Budoff M J, Oudiz R J, Zalace C P, Bakhsheshi H, Goldberg S L, French W J, Rami T G, Brundage B H
Department of Medicine, Harbor-UCLA Medical Center, Torrance, California, USA.
Am J Cardiol. 1999 Mar 15;83(6):840-5. doi: 10.1016/s0002-9149(98)01075-3.
Coronary angiography remains the diagnostic standard for establishing the presence, site, and severity of coronary artery disease (CAD). Electron beam computed tomography (EBCT), with its 3-dimensional capabilities, is an emerging technology with the potential for obtaining essentially noninvasive coronary arteriograms. The purpose of this study was to (1) test the accuracy of intravenous coronary arteriography using the EBCT to conventional coronary arteriographic images; (2) establish the inter-reader variability of this procedure; (3) determine the limitations due to location within the coronary tree; and (4) identify factors that contributed to improved image quality of the 3-dimensional EBCT angiograms. Fifty-two patients underwent both EBCT angiography and coronary angiography within 2 weeks. The coronary angiogram and the EBCT 3-dimensional images were analyzed by 2 observers blinded to the results of the other techniques. EBCT correctly identified 43 of 55 significantly stenosed arteries (sensitivity 78%), and correctly identified 118 of 130 of the nonobstructed arteries, yielding a specificity of 91% (p <0.001, chi-square analysis). The overall accuracy for EBCT angiography was 87%. Significantly more left main and anterior descending coronary arteries were adequately visualized than the circumflex and right coronary vessels (p = 0.003). Overall, 23 of 208 (11%) major epicardial vessels were noninterpretable by the blinded EBCT readers, primarily due to motion artifacts caused by cardiac and respiratory motion and poor electrocardiographic gating. The inter-reader variability was similar to that of angiography, and its high accuracy makes this a clinically useful test. This study demonstrates, by using intravenous contrast enhancement, that EBCT can clearly depict the coronary artery anatomy and can permit identification of coronary artery stenosis.

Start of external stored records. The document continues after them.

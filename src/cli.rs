//! CLI interface for learninghub
//!
//! Operator/learner surface over the state core: record progress facts,
//! inspect rollups and reset subsystems. Rendering is plain stdout; the
//! core itself only emits events and return values.

use anyhow::Result;
use clap::{Parser, Subcommand};
use std::io::{BufRead, Write};
use std::sync::Arc;

use crate::config::{config_path, data_dir, HubConfig};
use crate::evidence::submit::{DisabledSink, FormEndpoint, RemoteSink};
use crate::evidence::{EvidenceDraft, EvidenceGate, EvidencePrompt, GateOutcome, PromptResponse};
use crate::gamification::NoopGamification;
use crate::proficiency::ProficiencyEngine;
use crate::progress::{LessonCompletionTracker, PracticeTracker, QuizScorer};
use crate::store::FileStorage;
use crate::types::{FixedProfile, Level, LessonKey};

#[derive(Parser)]
#[command(name = "learninghub")]
#[command(about = "Learner progress tracking: lessons, practice, quizzes, proficiency and evidence", long_about = None)]
#[command(version)]
struct Cli {
    /// Learner profile id (overrides the configured one)
    #[arg(short, long, env = "LEARNINGHUB_PROFILE")]
    profile: Option<String>,

    #[command(subcommand)]
    command: Commands,
}

#[derive(Subcommand)]
enum Commands {
    /// Mark a lesson complete (runs through the evidence gate)
    Complete {
        grade: String,
        module: String,
        lesson: String,
    },
    /// Record a practice exercise answer
    Practice {
        grade: String,
        module: String,
        lesson: String,
        /// Exercise id within the lesson
        exercise: String,
        /// Answer text
        text: String,
        /// How many exercises the lesson has
        #[arg(short, long, default_value = "1")]
        total: usize,
    },
    /// Record a quiz answer for a lesson
    Quiz {
        grade: String,
        module: String,
        lesson: String,
        /// Question index (0-based)
        question: usize,
        /// Whether the answer was correct
        #[arg(long)]
        correct: bool,
        /// How many questions the quiz has
        #[arg(short, long, default_value = "4")]
        total: usize,
    },
    /// Select a proficiency level for a lesson code
    Level {
        /// Lesson code, e.g. V-M1-L01
        lesson_code: String,
        /// minim, standard or performanta
        level: String,
    },
    /// Score a proficiency quiz attempt
    Score {
        /// Lesson code, e.g. V-M1-L01
        lesson_code: String,
        /// Level the quiz was taken at
        level: String,
        score: u32,
        total: u32,
    },
    /// Show lesson-completion and proficiency progress for a module
    Status {
        grade: String,
        module: String,
        /// Module index for proficiency codes (e.g. 1 for V-M1-*)
        #[arg(short = 'i', long)]
        module_index: Option<u32>,
    },
    /// Show curriculum-wide proficiency statistics
    Stats,
    /// Delete all state of one subsystem for the active profile
    Reset {
        /// progress | practice | quiz | proficiency | evidence | all
        subsystem: String,
    },
    /// Show the effective configuration
    Config {
        #[arg(long)]
        show: bool,
    },
}

/// Evidence prompt over stdin; blank "what learned" defers
struct StdinPrompt;

impl EvidencePrompt for StdinPrompt {
    fn collect(&mut self, lesson: &LessonKey) -> PromptResponse {
        println!("Lesson {} requires evidence of your work.", lesson);
        println!("(press Enter on the first question to defer)");

        let what_learned = ask("What did you learn? ");
        if what_learned.trim().is_empty() {
            return PromptResponse::Deferred;
        }
        let what_created = ask("What did you create? ");
        let scratch_url = ask("Project URL (optional): ");

        PromptResponse::Submitted(EvidenceDraft {
            scratch_url: if scratch_url.trim().is_empty() {
                None
            } else {
                Some(scratch_url.trim().to_string())
            },
            what_learned,
            what_created,
        })
    }
}

fn ask(question: &str) -> String {
    print!("{}", question);
    let _ = std::io::stdout().flush();
    let mut line = String::new();
    let _ = std::io::stdin().lock().read_line(&mut line);
    line.trim_end_matches(['\n', '\r']).to_string()
}

/// Wired-up subsystem handles for one invocation
struct App {
    backend: Arc<FileStorage>,
    events: Arc<crate::events::EventBus>,
    profiles: Arc<dyn crate::types::ProfileResolver>,
    config: HubConfig,
}

impl App {
    fn new(profile_override: Option<String>) -> Result<Self> {
        let config = HubConfig::load();
        let profile = profile_override.unwrap_or_else(|| config.profile.clone());
        let backend = FileStorage::open(data_dir()?.join("state.json"))?;
        Ok(Self {
            backend,
            events: crate::events::EventBus::new(),
            profiles: FixedProfile::new(&profile),
            config,
        })
    }

    fn lessons(&self) -> LessonCompletionTracker {
        LessonCompletionTracker::new(self.backend.clone(), self.profiles.clone())
    }

    fn engine(&self) -> ProficiencyEngine {
        ProficiencyEngine::new(
            self.backend.clone(),
            self.events.clone(),
            self.profiles.clone(),
            NoopGamification::handle(),
        )
    }

    fn evidence(&self) -> EvidenceGate {
        let sink: Arc<dyn RemoteSink> = match &self.config.submission {
            Some(submission) => Arc::new(FormEndpoint::new(submission)),
            None => Arc::new(DisabledSink),
        };
        EvidenceGate::new(
            self.backend.clone(),
            self.profiles.clone(),
            self.config.evidence.clone(),
            sink,
        )
    }
}

pub fn run() -> Result<()> {
    let cli = Cli::parse();
    let app = App::new(cli.profile)?;

    match cli.command {
        Commands::Complete { grade, module, lesson } => {
            let key = LessonKey::new(&grade, &module, &lesson);
            let tracker = app.lessons();
            let gate = app.evidence();
            let mut prompt = StdinPrompt;

            let mut count = None;
            let outcome = gate.gate(&key, &mut prompt, || {
                count = Some(tracker.complete(&grade, &module, &lesson));
            });
            match outcome {
                GateOutcome::Deferred => {
                    println!("Completion deferred; the lesson stays open.");
                }
                GateOutcome::Invalid(violations) => {
                    println!("Evidence was not accepted:");
                    for violation in violations {
                        println!("  - {}", violation);
                    }
                }
                GateOutcome::Submitted { offline } => {
                    if offline {
                        println!("Evidence saved locally (remote submission unavailable).");
                    } else {
                        println!("Evidence submitted.");
                    }
                    println!("Lesson complete. {} lesson(s) done in {}/{}.", count.unwrap_or(0), grade, module);
                }
                GateOutcome::NotRequired | GateOutcome::AlreadySubmitted => {
                    println!("Lesson complete. {} lesson(s) done in {}/{}.", count.unwrap_or(0), grade, module);
                }
            }
        }

        Commands::Practice { grade, module, lesson, exercise, text, total } => {
            let tracker = PracticeTracker::new(
                app.backend.clone(),
                app.events.clone(),
                app.profiles.clone(),
                NoopGamification::handle(),
                LessonKey::new(&grade, &module, &lesson),
                total,
            );
            tracker.record_answer(&exercise, &text);
            let status = tracker.completion_status();
            println!(
                "Practice: {}/{} completed ({}%), {} XP{}",
                status.completed,
                status.total,
                status.percentage,
                status.xp,
                if status.is_complete { " - lesson practice complete!" } else { "" }
            );
        }

        Commands::Quiz { grade, module, lesson, question, correct, total } => {
            let scorer = QuizScorer::new(
                app.backend.clone(),
                app.events.clone(),
                app.profiles.clone(),
                LessonKey::new(&grade, &module, &lesson),
                total,
            );
            let accepted = scorer.record_answer(question, correct);
            if !accepted {
                println!("Question {} was already answered; first answer counts.", question);
            }
            let status = scorer.status();
            println!(
                "Quiz: {}/{} correct, {}/{} answered{}",
                status.total_correct,
                status.total_questions,
                status.answered,
                status.total_questions,
                if status.is_complete { " - quiz complete" } else { "" }
            );
        }

        Commands::Level { lesson_code, level } => {
            let level: Level = level.parse()?;
            app.engine().set_level(&lesson_code, level);
            println!("Level for {} set to {}.", lesson_code, level);
        }

        Commands::Score { lesson_code, level, score, total } => {
            let level: Level = level.parse()?;
            let outcome = app.engine().record_quiz_score(&lesson_code, level, score, total);
            println!(
                "{} at {}: {:.0}% - {}",
                lesson_code,
                level,
                outcome.percentage * 100.0,
                if outcome.passed { "passed" } else { "not passed" }
            );
            if outcome.xp_earned > 0 {
                println!("  +{} XP", outcome.xp_earned);
            }
            if outcome.suggested_level != level {
                println!("  Suggestion: try level '{}' next.", outcome.suggested_level);
            }
        }

        Commands::Status { grade, module, module_index } => {
            let tracker = app.lessons();
            println!(
                "Lessons completed in {}/{}: {}",
                grade,
                module,
                tracker.completed_count(&grade, &module)
            );
            if let Some(index) = module_index {
                let progress = app.engine().module_progress(&grade, index);
                println!(
                    "Proficiency: {}/{} lessons passed",
                    progress.completed, progress.total
                );
                for (level, count) in &progress.by_level {
                    println!("  {}: {}", level, count);
                }
            }
        }

        Commands::Stats => {
            let stats = app.engine().overall_stats();
            println!("Lessons attempted: {}", stats.total_lessons);
            println!("Lessons passed:    {}", stats.passed_lessons);
            println!("Average score:     {:.0}%", stats.average_score * 100.0);
            println!("Total XP:          {}", stats.total_xp);
        }

        Commands::Reset { subsystem } => {
            let profile = app.profiles.active_profile_id();
            let wipe = |namespace: &'static str| {
                crate::store::PersistentStore::new(app.backend.clone(), namespace).reset(&profile)
            };
            match subsystem.as_str() {
                "progress" => app.lessons().reset(),
                "practice" => wipe(crate::progress::practice::SUBSYSTEM),
                "quiz" => wipe(crate::progress::quiz::SUBSYSTEM),
                "proficiency" => app.engine().reset(),
                "evidence" => app.evidence().reset(),
                "all" => {
                    for namespace in [
                        crate::progress::lessons::SUBSYSTEM,
                        crate::progress::practice::SUBSYSTEM,
                        crate::progress::quiz::SUBSYSTEM,
                        crate::proficiency::SUBSYSTEM,
                        crate::evidence::SUBSYSTEM,
                    ] {
                        wipe(namespace);
                    }
                }
                other => anyhow::bail!(
                    "unknown subsystem '{}' (expected progress, practice, quiz, proficiency, evidence or all)",
                    other
                ),
            }
            println!("Reset '{}' for profile '{}'.", subsystem, profile);
        }

        Commands::Config { show: _ } => {
            println!("Config file: {}", config_path()?.display());
            println!("{}", serde_json::to_string_pretty(&app.config)?);
        }
    }

    Ok(())
}
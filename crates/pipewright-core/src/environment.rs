//! Layered environment variables.
//!
//! An [`Environment`] keeps two insertion-ordered maps: the visible variables
//! that are exported to steps and a hidden map for secret values. Layers are
//! applied with [`Environment::update`] and [`Environment::update_hidden`];
//! the two maps are never merged.

use indexmap::IndexMap;
use serde::{Deserialize, Serialize};
use std::ffi::OsString;
use std::fmt;
use tracing::debug;

/// Host variables with this prefix are forwarded into pipelines.
pub const PASSTHRU_PREFIX: &str = "X_";

/// Host variables with this prefix are forwarded as hidden values.
pub const HIDDEN_PASSTHRU_PREFIX: &str = "XXX_";

/// An insertion-ordered set of environment variables.
#[derive(Debug, Clone, Default, PartialEq, Eq, Serialize, Deserialize)]
#[serde(transparent)]
pub struct EnvMap(IndexMap<String, String>);

impl EnvMap {
    pub fn new() -> Self {
        Self::default()
    }

    /// Apply `pairs` in order. Existing names keep their position and take the
    /// new value; unseen names are appended.
    pub fn update<I, K, V>(&mut self, pairs: I)
    where
        I: IntoIterator<Item = (K, V)>,
        K: Into<String>,
        V: Into<String>,
    {
        for (name, value) in pairs {
            self.0.insert(name.into(), value.into());
        }
    }

    pub fn get(&self, name: &str) -> Option<&str> {
        self.0.get(name).map(String::as_str)
    }

    pub fn contains(&self, name: &str) -> bool {
        self.0.contains_key(name)
    }

    pub fn len(&self) -> usize {
        self.0.len()
    }

    pub fn is_empty(&self) -> bool {
        self.0.is_empty()
    }

    pub fn iter(&self) -> impl Iterator<Item = (&str, &str)> {
        self.0.iter().map(|(k, v)| (k.as_str(), v.as_str()))
    }

    pub fn names(&self) -> impl Iterator<Item = &str> {
        self.0.keys().map(String::as_str)
    }

    /// The variables as owned pairs, in insertion order.
    pub fn ordered(&self) -> Vec<(String, String)> {
        self.0
            .iter()
            .map(|(k, v)| (k.clone(), v.clone()))
            .collect()
    }

    /// `NAME=value` strings, in insertion order.
    pub fn export(&self) -> Vec<String> {
        self.0.iter().map(|(k, v)| format!("{}={}", k, v)).collect()
    }

    /// Variables whose name starts with `prefix`, with the prefix removed.
    /// A name equal to the prefix is skipped.
    fn strip_prefix(&self, prefix: &str) -> EnvMap {
        self.0
            .iter()
            .filter_map(|(k, v)| {
                k.strip_prefix(prefix)
                    .filter(|rest| !rest.is_empty())
                    .map(|rest| (rest.to_string(), v.clone()))
            })
            .collect()
    }
}

impl FromIterator<(String, String)> for EnvMap {
    fn from_iter<T: IntoIterator<Item = (String, String)>>(iter: T) -> Self {
        let mut map = EnvMap::new();
        map.update(iter);
        map
    }
}

/// Visible variables plus a hidden map for secrets.
#[derive(Clone, Default, PartialEq, Eq)]
pub struct Environment {
    vars: EnvMap,
    hidden: EnvMap,
}

impl Environment {
    pub fn new() -> Self {
        Self::default()
    }

    /// Build from `NAME=value` entries. Entries without `=` are ignored.
    pub fn from_entries<I, S>(entries: I) -> Self
    where
        I: IntoIterator<Item = S>,
        S: AsRef<str>,
    {
        let pairs = entries.into_iter().filter_map(|entry| {
            entry
                .as_ref()
                .split_once('=')
                .map(|(k, v)| (k.to_string(), v.to_string()))
        });
        Self::from_pairs(pairs)
    }

    pub fn from_pairs<I, K, V>(pairs: I) -> Self
    where
        I: IntoIterator<Item = (K, V)>,
        K: Into<String>,
        V: Into<String>,
    {
        let mut env = Self::new();
        env.update(pairs);
        env
    }

    /// Capture the current process environment.
    pub fn from_process() -> Self {
        Self::from_os_pairs(std::env::vars_os())
    }

    /// Build from raw OS pairs, skipping any name or value that is not UTF-8.
    pub fn from_os_pairs<I>(pairs: I) -> Self
    where
        I: IntoIterator<Item = (OsString, OsString)>,
    {
        let pairs = pairs.into_iter().filter_map(|(name, value)| {
            match (name.into_string(), value.into_string()) {
                (Ok(name), Ok(value)) => Some((name, value)),
                (name, _) => {
                    debug!(name = ?name, "Skipping non UTF-8 host variable");
                    None
                }
            }
        });
        Self::from_pairs(pairs)
    }

    /// Apply a layer to the visible variables.
    pub fn update<I, K, V>(&mut self, pairs: I)
    where
        I: IntoIterator<Item = (K, V)>,
        K: Into<String>,
        V: Into<String>,
    {
        self.vars.update(pairs);
    }

    /// Apply a layer to the hidden variables.
    pub fn update_hidden<I, K, V>(&mut self, pairs: I)
    where
        I: IntoIterator<Item = (K, V)>,
        K: Into<String>,
        V: Into<String>,
    {
        self.hidden.update(pairs);
    }

    /// Look up a visible variable.
    pub fn get(&self, name: &str) -> Option<&str> {
        self.vars.get(name)
    }

    /// Look up a hidden variable.
    pub fn get_hidden(&self, name: &str) -> Option<&str> {
        self.hidden.get(name)
    }

    pub fn vars(&self) -> &EnvMap {
        &self.vars
    }

    pub fn hidden(&self) -> &EnvMap {
        &self.hidden
    }

    /// Visible variables named `X_NAME`, exposed as `NAME`.
    pub fn passthru(&self) -> EnvMap {
        self.vars.strip_prefix(PASSTHRU_PREFIX)
    }

    /// Visible variables named `XXX_NAME`, exposed as `NAME`.
    pub fn hidden_passthru(&self) -> EnvMap {
        self.vars.strip_prefix(HIDDEN_PASSTHRU_PREFIX)
    }

    /// Find `name` in either map. Sensitive lookups consult the hidden map
    /// first.
    pub fn resolve(&self, name: &str, sensitive: bool) -> Option<&str> {
        if sensitive {
            self.hidden.get(name).or_else(|| self.vars.get(name))
        } else {
            self.vars.get(name).or_else(|| self.hidden.get(name))
        }
    }

    /// Resolve a `$NAME` or `${NAME}` reference.
    ///
    /// The whole value must be a single reference; the name is matched
    /// exactly and the result is returned verbatim without further expansion.
    /// Values that are not references, or name an unknown variable, are
    /// returned unchanged.
    pub fn interpolate(&self, value: &str, sensitive: bool) -> String {
        let Some(reference) = value.strip_prefix('$') else {
            return value.to_string();
        };
        let name = reference
            .strip_prefix('{')
            .and_then(|r| r.strip_suffix('}'))
            .unwrap_or(reference);
        if name.is_empty() {
            return value.to_string();
        }
        self.resolve(name, sensitive)
            .map(str::to_string)
            .unwrap_or_else(|| value.to_string())
    }

    /// `NAME=value` strings for a container process: visible variables not
    /// shadowed by a hidden one, then the hidden variables.
    pub fn export(&self) -> Vec<String> {
        self.vars
            .iter()
            .filter(|(k, _)| !self.hidden.contains(k))
            .chain(self.hidden.iter())
            .map(|(k, v)| format!("{}={}", k, v))
            .collect()
    }
}

impl fmt::Debug for Environment {
    fn fmt(&self, f: &mut fmt::Formatter<'_>) -> fmt::Result {
        let hidden: Vec<&str> = self.hidden.names().collect();
        f.debug_struct("Environment")
            .field("vars", &self.vars)
            .field("hidden", &hidden)
            .finish()
    }
}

冠状动脉造影仍然是确定冠状动脉疾病(CAD)的存在、部位和严重程度的诊断标准。电子束计算机断层扫描(EBCT)具有三维成像能力,是一项新兴技术,有潜力获得基本无创的冠状动脉造影图像。本研究的目的是:(1)将使用EBCT的静脉冠状动脉造影与传统冠状动脉造影图像的准确性进行对比;(2)确定该检查方法在不同阅片者之间的变异性;(3)确定冠状动脉树内不同位置所导致的局限性;(4)识别有助于提高三维EBCT血管造影图像质量的因素。52例患者在2周内分别接受了EBCT血管造影和冠状动脉造影。由2名对其他技术结果不知情的观察者对冠状动脉造影和EBCT三维图像进行分析。EBCT正确识别出55条严重狭窄动脉中的43条(敏感性78%),并正确识别出130条无阻塞动脉中的118条,特异性为91%(p<0.001,卡方分析)。EBCT血管造影的总体准确率为87%。左主干和前降支冠状动脉的显影明显优于回旋支和右冠状动脉(p = 0.003)。总体而言,208条主要心外膜血管中有23条(11%)无法被不知情的EBCT阅片者解读,主要原因是心脏和呼吸运动引起的运动伪影以及心电图门控不佳。不同阅片者之间的变异性与血管造影相似,其高准确性使其成为一项临床有用的检查。本研究通过静脉注射造影剂增强显示,EBCT能够清晰描绘冠状动脉解剖结构,并可识别冠状动脉狭窄。